Behind BN's glossy win, cracks emerge in its rural strongholds

BN sweeping 21 out of 28 seats in last Saturday's (Nov 20) Malacca polls have been described as a "landslide" and rightly so in terms of seat numbers, allowing the coalition to gain a two-thirds majority.

Public attention has largely focussed on the lashing Pakatan Harapan received after ceding 10 out of the 15 seats it won in 2018 and a BN resurgence which has spurred its confidence and started discussions of an early general election.

But beyond BN's glossy win, the Malacca polls have also given insights into the country's changing political landscape.

PN, in particular, despite only picking up two seats in the Malacca polls, was able to challenge BN in some parts of the rural Malay heartland unlike any other rivals have in the past.
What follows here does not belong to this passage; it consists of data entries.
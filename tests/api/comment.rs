use crate::helpers;
use crate::helpers::comment::random_comment_payload;
use serde_json::Value;

// ============================================================================
// Create Comment
// ============================================================================

#[tokio::test]
async fn create_comment_returns_200_and_echoes_the_record() {
    let app = helpers::spawn_app().await;

    let payload = serde_json::json!({
        "groomerId": 7,
        "userId": 3,
        "title": "Great",
        "message": "Very thorough",
        "rating": 5
    });

    let response = app.create_comment(&payload).await;
    assert_eq!(
        response.status().as_u16(),
        200,
        "Expected 200 OK for valid comment creation"
    );

    let body: Value = response.json().await.unwrap();
    assert!(body["id"].is_i64(), "Expected an assigned integer id");
    assert_eq!(body["groomerId"], 7);
    assert_eq!(body["userId"], 3);
    assert_eq!(body["title"], "Great");
    assert_eq!(body["message"], "Very thorough");
    assert_eq!(body["rating"], 5);
}

#[tokio::test]
async fn create_comment_accepts_every_rating_from_1_to_5() {
    let app = helpers::spawn_app().await;

    for rating in 1..=5 {
        let response = app
            .create_comment(&random_comment_payload(rating, rating))
            .await;
        assert_eq!(response.status().as_u16(), 200, "rating {rating}");

        let body: Value = response.json().await.unwrap();
        assert_eq!(body["rating"], rating);
    }

    assert_eq!(app.count_stored_comments().await, 5);
}

#[tokio::test]
async fn create_comment_returns_400_and_persists_nothing_for_invalid_rating() {
    let app = helpers::spawn_app().await;

    for rating in [0, -1, 6, 42] {
        let response = app.create_comment(&random_comment_payload(7, rating)).await;

        assert_eq!(
            response.status().as_u16(),
            400,
            "Expected 400 for rating {rating}"
        );
        assert_eq!(
            response.text().await.unwrap(),
            format!("Invalid rating {rating}: must be between 1 and 5.")
        );
    }

    assert_eq!(app.count_stored_comments().await, 0);
}

#[tokio::test]
async fn create_comment_returns_400_when_fields_are_missing() {
    let app = helpers::spawn_app().await;

    let test_cases = [
        (
            serde_json::json!({ "userId": 3, "title": "t", "message": "m", "rating": 4 }),
            "missing groomerId",
        ),
        (
            serde_json::json!({ "groomerId": 7, "title": "t", "message": "m", "rating": 4 }),
            "missing userId",
        ),
        (
            serde_json::json!({ "groomerId": 7, "userId": 3, "message": "m", "rating": 4 }),
            "missing title",
        ),
        (
            serde_json::json!({ "groomerId": 7, "userId": 3, "title": "t", "rating": 4 }),
            "missing message",
        ),
        (
            serde_json::json!({ "groomerId": 7, "userId": 3, "title": "t", "message": "m" }),
            "missing rating",
        ),
    ];

    for (payload, description) in test_cases {
        let response = app.create_comment(&payload).await;
        assert_eq!(
            response.status().as_u16(),
            400,
            "The API did not fail with 400 when the payload was {description}"
        );
    }

    assert_eq!(app.count_stored_comments().await, 0);
}

#[tokio::test]
async fn sequential_creates_receive_distinct_ids() {
    let app = helpers::spawn_app().await;

    let first: Value = app
        .create_comment(&random_comment_payload(1, 4))
        .await
        .json()
        .await
        .unwrap();
    let second: Value = app
        .create_comment(&random_comment_payload(2, 2))
        .await
        .json()
        .await
        .unwrap();

    assert_ne!(first["id"], second["id"]);
}

// ============================================================================
// Get Comment For Groomer
// ============================================================================

#[tokio::test]
async fn get_comment_returns_the_record_created_for_a_groomer() {
    let app = helpers::spawn_app().await;

    let payload = random_comment_payload(7, 3);
    let created: Value = app.create_comment(&payload).await.json().await.unwrap();

    let response = app.get_comment_for_groomer(7).await;
    assert_eq!(response.status().as_u16(), 200);

    let body: Value = response.json().await.unwrap();
    assert_eq!(body, created);
    assert_eq!(body["groomerId"], payload["groomerId"]);
    assert_eq!(body["userId"], payload["userId"]);
    assert_eq!(body["title"], payload["title"]);
    assert_eq!(body["message"], payload["message"]);
    assert_eq!(body["rating"], payload["rating"]);
}

#[tokio::test]
async fn get_comment_returns_404_for_unknown_groomer() {
    let app = helpers::spawn_app().await;

    let response = app.get_comment_for_groomer(999).await;

    assert_eq!(response.status().as_u16(), 404);
    assert!(
        response
            .text()
            .await
            .unwrap()
            .contains("Could not find comment 999")
    );
}

#[tokio::test]
async fn get_comment_returns_404_for_non_numeric_id() {
    let app = helpers::spawn_app().await;

    let response = app.send_get("not-a-number").await;

    assert_eq!(response.status().as_u16(), 404);
}

#[tokio::test]
async fn get_comment_returns_one_of_several_comments_for_the_same_groomer() {
    let app = helpers::spawn_app().await;

    let mut ids = Vec::new();
    for rating in [2, 5] {
        let body: Value = app
            .create_comment(&random_comment_payload(11, rating))
            .await
            .json()
            .await
            .unwrap();
        ids.push(body["id"].clone());
    }

    let response = app.get_comment_for_groomer(11).await;
    assert_eq!(response.status().as_u16(), 200);

    let body: Value = response.json().await.unwrap();
    assert_eq!(body["groomerId"], 11);
    assert!(ids.contains(&body["id"]));
}

#[tokio::test]
async fn full_create_then_read_scenario() {
    let app = helpers::spawn_app().await;

    let created = app
        .create_comment(&serde_json::json!({
            "groomerId": 7,
            "userId": 3,
            "title": "Great",
            "message": "Very thorough",
            "rating": 5
        }))
        .await;
    assert_eq!(created.status().as_u16(), 200);
    let created: Value = created.json().await.unwrap();

    let fetched: Value = app.get_comment_for_groomer(7).await.json().await.unwrap();
    assert_eq!(fetched, created);

    let missing = app.get_comment_for_groomer(999).await;
    assert_eq!(missing.text().await.unwrap(), "Could not find comment 999");

    let rejected = app
        .create_comment(&serde_json::json!({
            "groomerId": 8,
            "userId": 3,
            "title": "Bad",
            "message": "Zero stars",
            "rating": 0
        }))
        .await;
    assert_eq!(rejected.status().as_u16(), 400);
    assert_eq!(app.count_stored_comments().await, 1);
}
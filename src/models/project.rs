use remote_collection::{parse_timestamp, Entity, Filterable};
use serde::{Deserialize, Serialize};

use super::{Choices, MemberSummary};

pub const DIVISIONS: Choices = &[
    ("BIG_DATA", "Big Data"),
    ("CYBER_SECURITY", "Cyber Security"),
    ("GAME_TECH", "Game Tech"),
    ("GIS", "GIS"),
];

pub const PROJECT_STATUSES: Choices = &[
    ("NOT_STARTED", "Not Started"),
    ("IN_PROGRESS", "In Progress"),
    ("ON_HOLD", "On Hold"),
    ("COMPLETED", "Completed"),
];

pub const APPROVAL_PENDING: &str = "PENDING";
pub const APPROVAL_APPROVED: &str = "APPROVED";
pub const APPROVAL_REJECTED: &str = "REJECTED";

#[derive(Debug, Clone, PartialEq, Serialize, Deserialize)]
#[serde(rename_all = "camelCase")]
pub struct Project {
    pub id: String,
    #[serde(default)]
    pub project_code: String,
    pub name: String,
    #[serde(default)]
    pub division: String,
    #[serde(default)]
    pub activity_type: Option<String>,
    #[serde(default)]
    pub status: String,
    #[serde(default)]
    pub approval_status: Option<String>,
    #[serde(default)]
    pub rejection_reason: Option<String>,
    #[serde(default)]
    pub start_date: Option<String>,
    #[serde(default)]
    pub end_date: Option<String>,
    #[serde(default)]
    pub description: Option<String>,
    #[serde(default)]
    pub progress_percent: u32,
    #[serde(default)]
    pub leader: Option<MemberSummary>,
    #[serde(default)]
    pub team_members: Vec<MemberSummary>,
    #[serde(default)]
    pub created_at: Option<String>,
}

impl Project {
    pub fn is_awaiting_approval(&self) -> bool {
        self.approval_status.as_deref() == Some(APPROVAL_PENDING)
    }

    pub fn is_completed(&self) -> bool {
        self.status == "COMPLETED"
    }

    pub fn leader_name(&self) -> &str {
        self.leader.as_ref().map(|l| l.full_name.as_str()).unwrap_or("-")
    }
}

impl Entity for Project {
    type Id = String;

    fn id(&self) -> &String {
        &self.id
    }
}

impl Filterable for Project {
    fn field(&self, name: &str) -> Option<&str> {
        match name {
            "name" => Some(&self.name),
            "projectCode" => Some(&self.project_code),
            "division" => Some(&self.division),
            "status" => Some(&self.status),
            "approvalStatus" => self.approval_status.as_deref(),
            _ => None,
        }
    }

    fn sort_name(&self) -> &str {
        &self.name
    }

    fn sort_time(&self) -> Option<i64> {
        self.created_at.as_deref().and_then(parse_timestamp)
    }
}

#[cfg(test)]
mod tests {
    use super::*;
    use remote_collection::{derive, FilterCriteria, FilterValue, SortSpec};
    use serde_json::json;

    fn project(id: &str, name: &str, code: &str, division: &str, created: &str) -> Project {
        serde_json::from_value(json!({
            "id": id,
            "projectCode": code,
            "name": name,
            "division": division,
            "status": "IN_PROGRESS",
            "approvalStatus": "PENDING",
            "createdAt": created,
            "leader": {"id": "m1", "username": "2201001", "fullName": "Rina Putri"}
        }))
        .unwrap()
    }

    #[test]
    fn test_decodes_sparse_project() {
        let p: Project = serde_json::from_value(json!({"id": "p9", "name": "Bare"})).unwrap();
        assert_eq!(p.leader_name(), "-");
        assert!(!p.is_awaiting_approval());
        assert!(p.team_members.is_empty());
    }

    #[test]
    fn test_search_covers_name_and_code() {
        let items = vec![
            project("1", "Smart Farming", "PRJ-001", "GIS", "2024-01-01T00:00:00"),
            project("2", "Threat Intel", "SEC-002", "CYBER_SECURITY", "2024-02-01T00:00:00"),
        ];
        let by_code = FilterCriteria::new(&["name", "projectCode"]).with_search("sec-");
        assert_eq!(derive(&items, &by_code, SortSpec::Newest)[0].id, "2");

        let by_division = FilterCriteria::new(&["name", "projectCode"])
            .with_filter("division", FilterValue::Exact("GIS".into()));
        let out = derive(&items, &by_division, SortSpec::Newest);
        assert_eq!(out.len(), 1);
        assert_eq!(out[0].leader_name(), "Rina Putri");
    }

    #[test]
    fn test_newest_first_by_created_at() {
        let items = vec![
            project("1", "A", "P1", "GIS", "2024-01-01T00:00:00"),
            project("2", "B", "P2", "GIS", "2024-05-01T00:00:00"),
        ];
        let out = derive(&items, &FilterCriteria::new(&["name"]), SortSpec::Newest);
        assert_eq!(out[0].id, "2");
    }
}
Of the seven state seats that have 80 percent Malays or more, BN's vote share declined between 3.25 percent to 15.98 percent in five of them.

As a result, PN came very close to capturing the BN strongholds of Serkam and Tanjung Bidara, which Umno narrowly retained with a 79-vote majority and 364-vote majority respectively.

PN also pulled off a surprise win in Sungai Udang where 42 percent of the registered voters are police personnel, army personnel and their spouses.

In the past, army camps were considered a BN fixed deposit and used to tilt certain constituencies in their favour during the redefinition exercise.

If PN, which was only formally registered last year, is able to sustain the momentum and continue to chip at these BN strongholds, the latter could lose its last safe haven, setting the table for a fierce contest.

PN challenges Umno's dominion

"PN has done exceptionally well in Malacca instead of a bad defeat as framed by some analyses.

"PAS has little presence from Negeri Sembilan southwards and most don't believe that Bersatu can survive without Harapan and former Bersatu chairperson Dr Mahathir Mohamad.

"More than winning two seats, PN has established itself as Umno’s number one alternative in Tanjung Bidara, Telok Mas and many other Malay-majority constituencies," said Essex-trained political scientist Wong Chin Huat.

Awang Azman Awang Pawi, an associate professor with Universiti Malaya's Department of Sociocultural, Academy of Malay Studies, also noted the popular vote among the three coalitions to be quite near to each other, despite BN's two-thirds majority.

"Even though BN won big, but in terms of the popular vote share, they are quite close. Around 3 percent (Between BN and Harapan)," he said.

He estimated that BN received 38.41 percent of the popular vote followed by Harapan at 35.81 percent, PN at 24.32 percent and other candidates at 1.46 percent.

However, PN's rise in the rural Malay heartland to give BN a run for its money has rendered Harapan almost irrelevant in some of these areas.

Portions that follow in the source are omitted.